FEV dynamic simulation software delivers extended functionality for gear set and journal bearing analyses
Aachen based engineering service provider FEV has launched a new release of the “FEV Virtual Engine” simulation software for advanced powertrain dynamics analysis. In addition to a number of improvements for cranktrain analysis, version 23 offers solutions for Elastohydrodynamic (EHD) bearings as well as expanded 3D dynamic gear analysis. “With the new release, we have added important functionality to FEV Virtual Engine that allows significant test cell development work to be replaced by simulation”, explained Professor Stefan Pischinger, President and CEO of FEV Group. “Virtual Engine optimizes powertrain development through reliable prediction of dynamics and, thereby, effectively reduces the development time.” For further information please contact Mustafa Duyar, Product Business Manager for FEV Virtual Engine (duyar@fev.com).
“FEV Virtual Engine” software has been available since 2008 and uses a template-based structure that combines the advantages of easy-to-use special-purpose software with the efficiency of universal dynamic simulation software offering additional extendability.

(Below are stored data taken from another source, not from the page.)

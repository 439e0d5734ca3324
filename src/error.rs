use thiserror::Error;

#[derive(Debug, Error)]
pub enum PcxError {
    #[error("Catalog error: {0}")]
    Catalog(String),

    #[error("Import error: {0}")]
    Import(String),

    #[error("History error: {0}")]
    History(String),

    #[error("Export error: {0}")]
    Export(String),
}

impl From<PcxError> for String {
    fn from(err: PcxError) -> Self {
        err.to_string()
    }
}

“The extensive modeling options of FEV Virtual Engine not only facilitate the analysis of every part of conventional powertrain systems, but also of new and innovative designs – for example, from belt-driven start / stop systems up to complete hybrid drives,” said Mustafa Duyar, Product Business Manager for FEV Virtual Engine.
3D gear dynamic analysis in the concept and detailing phase
Virtual Engine 23 includes a new analytical approach for the 3-dimensional dynamic simulation of gears. This approach includes a detailed tooth contact analysis with simultaneous consideration of the overall system dynamics in 3D space. Thus, the user receives detailed values for durability and NVH behavior for the individual components. The results also include factors such as torsional stiffness and pressure, condition of the oil film – including the influence of lubricant type and temperature – as well as gear rattle and whine. This allows the modeling effort and simulation time to be optimized in both the conceptual and the specification phase.

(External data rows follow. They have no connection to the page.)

//! Assembly-step generation.
//!
//! The sequence is a content contract: steps branch only on slot presence
//! (and the storage form factor) and always come out in the same order, so
//! callers can rely on exact line sequencing. Step numbers are fixed per
//! instruction; absent parts leave gaps rather than renumbering.

use super::build::BuildEngine;

impl BuildEngine {
    /// Produce the ordered assembly instructions for the current selection.
    /// When the rule set reports issues, a warning block is prepended.
    pub fn assembly_steps(&self) -> Vec<String> {
        let mut steps = Vec::new();
        steps.push(
            "Tools: #2 Phillips screwdriver, thermal paste, anti-static wrist strap (optional)."
                .to_string(),
        );

        let storage_form = self
            .slot("Storage")
            .and_then(|part| part.attr_str(&["form_factor"]))
            .unwrap_or("")
            .to_lowercase();

        // Outside the case: everything that mounts onto the bare board.
        if self.slot("Motherboard").is_some() {
            steps.push(
                "1) Prepare the motherboard on an anti-static surface (the board box works)."
                    .to_string(),
            );
            if self.slot("CPU").is_some() {
                steps.push(
                    "2) Seat the CPU: align the corner triangle, lift the retention lever, and close it gently."
                        .to_string(),
                );
            }
            if self.slot("Cooler").is_some() {
                steps.push(
                    "3) Mount the cooler/AIO and apply thermal paste unless it comes pre-applied."
                        .to_string(),
                );
            }
            if self.slot("RAM").is_some() {
                steps.push(
                    "4) Insert the RAM modules in the correct slots (check the manual for dual channel)."
                        .to_string(),
                );
            }
            if storage_form == "m.2" {
                steps.push(
                    "5) Mount the M.2 SSD in the motherboard slot and secure its screw."
                        .to_string(),
                );
            }
        } else {
            steps.push("1) Seat the CPU and cooler (if any) before mounting the motherboard.".to_string());
            if self.slot("RAM").is_some() {
                steps.push("2) Insert the RAM modules into the motherboard slots.".to_string());
            }
        }

        // Inside the case.
        if self.slot("PSU").is_some() {
            steps.push(
                "6) Install the PSU in its bay and route the main cables (24-pin/CPU) behind the tray."
                    .to_string(),
            );
        }
        if self.slot("Motherboard").is_some() {
            steps.push(
                "7) Mount the motherboard on the case standoffs and screw it down carefully."
                    .to_string(),
            );
        }
        if matches!(storage_form.as_str(), "2.5" | "3.5" | "sata") {
            steps.push(
                "8) Mount the SATA drive in a bay and connect its data and power cables."
                    .to_string(),
            );
        }
        if self.slot("GPU").is_some() {
            steps.push(
                "9) Seat the GPU in the top PCIe x16 slot and connect PCIe power leads if required."
                    .to_string(),
            );
        }

        steps.push(
            "10) Connect the front-panel cables (power/reset, USB, audio) and tidy the runs."
                .to_string(),
        );
        steps.push("11) Connect peripherals and power on for the first POST.".to_string());

        let issues = self.compatibility_issues();
        if !issues.is_empty() {
            let mut warned = Vec::with_capacity(steps.len() + issues.len() + 1);
            warned.push(
                "Warning: compatibility issues detected, review before powering on:".to_string(),
            );
            warned.extend(issues.into_iter().map(|issue| format!(" - {}", issue)));
            warned.extend(steps);
            return warned;
        }
        steps
    }
}

#[cfg(test)]
mod tests {
    use std::sync::Arc;

    use super::*;
    use crate::catalog::types::{AttrValue, Part};

    fn select(build: &mut BuildEngine, part: Part) {
        build.select(Arc::new(part));
    }

    fn text(value: &str) -> AttrValue {
        AttrValue::Text(value.to_string())
    }

    #[test]
    fn test_full_build_step_ordering() {
        let mut build = BuildEngine::new();
        select(
            &mut build,
            Part::new("mb_1", "Motherboard", "B660", 900.0).with_attribute("socket", text("LGA1700")),
        );
        select(
            &mut build,
            Part::new("cpu_1", "CPU", "i5", 800.0).with_attribute("socket", text("LGA1700")),
        );
        select(&mut build, Part::new("ram_1", "RAM", "Vengeance", 250.0));
        select(&mut build, Part::new("psu_1", "PSU", "RM650", 500.0));
        select(&mut build, Part::new("case_1", "Case", "4000D", 350.0));
        select(&mut build, Part::new("gpu_1", "GPU", "RTX 3060", 1800.0));

        let steps = build.assembly_steps();
        let prefixes: Vec<&str> = steps
            .iter()
            .map(|s| s.split(' ').next().unwrap())
            .collect();
        assert_eq!(
            prefixes,
            vec!["Tools:", "1)", "2)", "4)", "6)", "7)", "9)", "10)", "11)"]
        );
        assert!(steps[0].starts_with("Tools:"));
        assert!(steps[1].contains("motherboard"));
        assert!(steps[2].contains("CPU"));
        assert!(steps[3].contains("RAM"));
        assert!(steps[4].contains("PSU"));
        assert!(steps[5].contains("standoffs"));
        assert!(steps[6].contains("GPU"));
    }

    #[test]
    fn test_m2_storage_mounts_on_the_board() {
        let mut build = BuildEngine::new();
        select(&mut build, Part::new("mb_1", "Motherboard", "B660", 900.0));
        select(
            &mut build,
            Part::new("ssd_1", "Storage", "NV2", 450.0).with_attribute("form_factor", text("M.2")),
        );

        let steps = build.assembly_steps();
        assert!(steps.iter().any(|s| s.contains("M.2")));
        assert!(!steps.iter().any(|s| s.contains("SATA")));
    }

    #[test]
    fn test_sata_storage_mounts_in_a_bay() {
        let mut build = BuildEngine::new();
        select(&mut build, Part::new("mb_1", "Motherboard", "B660", 900.0));
        select(
            &mut build,
            Part::new("ssd_1", "SSD", "MX500", 400.0).with_attribute("form_factor", text("2.5")),
        );

        let steps = build.assembly_steps();
        assert!(steps.iter().any(|s| s.contains("SATA")));
        assert!(!steps.iter().any(|s| s.contains("M.2")));
    }

    #[test]
    fn test_storage_without_form_factor_gets_no_mount_step() {
        let mut build = BuildEngine::new();
        select(&mut build, Part::new("mb_1", "Motherboard", "B660", 900.0));
        select(&mut build, Part::new("hdd_1", "HDD", "Barracuda", 300.0));

        let steps = build.assembly_steps();
        assert!(!steps.iter().any(|s| s.contains("SATA") || s.contains("M.2")));
    }

    #[test]
    fn test_no_motherboard_uses_generic_instructions() {
        let mut build = BuildEngine::new();
        select(&mut build, Part::new("cpu_1", "CPU", "i5", 800.0));
        select(&mut build, Part::new("ram_1", "RAM", "Fury", 250.0));

        let steps = build.assembly_steps();
        assert!(steps[1].contains("before mounting the motherboard"));
        assert!(steps[2].contains("RAM"));
        assert!(!steps.iter().any(|s| s.contains("standoffs")));
    }

    #[test]
    fn test_issues_prepend_a_warning_block() {
        let mut build = BuildEngine::new();
        select(
            &mut build,
            Part::new("cpu_1", "CPU", "Ryzen", 750.0).with_attribute("socket", text("AM4")),
        );
        select(
            &mut build,
            Part::new("mb_1", "Motherboard", "B660", 900.0)
                .with_attribute("socket", text("LGA1700")),
        );

        let steps = build.assembly_steps();
        assert!(steps[0].starts_with("Warning:"));
        assert!(steps[1].starts_with(" - Socket mismatch"));
        assert!(steps[2].starts_with("Tools:"));
    }

    #[test]
    fn test_minimal_selection_still_produces_a_guide() {
        let steps = BuildEngine::new().assembly_steps();
        assert!(steps[0].starts_with("Tools:"));
        assert!(steps.last().unwrap().contains("POST"));
    }
}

Elastohydrodynamic plain bearing simulation
Plain bearings must withstand high dynamic oil pressures that cause local deformations and, thus, directly affect their ability to function properly. Using an extensive detailed dynamic analysis, taking into account the Elastohydrodynamic bearing performance can now be accurately simulated.
“In addition to these advanced analysis functions, the new release includes a first milestone for the kinematic analysis of the valvetrain and many enhancements to the cranktrain mechanism,” says Duyar.